_What to do:_ For this exercise, transcribe all of the records exactly as given.

*** Begin section ***

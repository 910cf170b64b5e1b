//! Command implementations and dispatch.

pub mod check;
pub mod config;
pub mod explain;
pub mod filter;
pub mod init;
pub mod list;
pub mod parse;
pub mod tokens;

use std::process::ExitCode;

use super::{args::Commands, context::CommandContext};

/// Dispatches to the selected subcommand.
pub fn run(command: Commands) -> ExitCode {
    let ctx = match command {
        Commands::Tokens(_) | Commands::Parse(_) | Commands::Check | Commands::Init(_) => {
            CommandContext::load_cwd_only()
        }
        _ => CommandContext::load(),
    };
    let ctx = match ctx {
        Ok(ctx) => ctx,
        Err(code) => return code,
    };

    match command {
        Commands::Tokens(cmd) => tokens::run(&ctx, &cmd),
        Commands::Parse(cmd) => parse::run(&ctx, &cmd),
        Commands::Filter(cmd) => filter::run(&ctx, &cmd),
        Commands::Explain(cmd) => explain::run(&ctx, &cmd),
        Commands::Commands(cmd) => list::run(&ctx, &cmd),
        Commands::Config => config::run(&ctx),
        Commands::Check => check::run(&ctx),
        Commands::Init(cmd) => init::run(&ctx, &cmd),
    }
}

*** End section ***

_Expected answer:_
repository 910cf170b64b5e1b
//! Command implementations and dispatch.

pub mod check;
pub mod config;
pub mod explain;
pub mod filter;
pub mod init;
pub mod list;
pub mod parse;
pub mod tokens;

use std::process::ExitCode;

use super::{args::Commands, context::CommandContext};

/// Dispatches to the selected subcommand.
pub fn run(command: Commands) -> ExitCode {
    let ctx = match command {
        Commands::Tokens(_) | Commands::Parse(_) | Commands::Check | Commands::Init(_) => {
            CommandContext::load_cwd_only()
        }
        _ => CommandContext::load(),
    };
    let ctx = match ctx {
        Ok(ctx) => ctx,
        Err(code) => return code,
    };

    match command {
        Commands::Tokens(cmd) => tokens::run(&ctx, &cmd),
        Commands::Parse(cmd) => parse::run(&ctx, &cmd),
        Commands::Filter(cmd) => filter::run(&ctx, &cmd),
        Commands::Explain(cmd) => explain::run(&ctx, &cmd),
        Commands::Commands(cmd) => list::run(&ctx, &cmd),
        Commands::Config => config::run(&ctx),
        Commands::Check => check::run(&ctx),
        Commands::Init(cmd) => init::run(&ctx, &cmd),
    }
}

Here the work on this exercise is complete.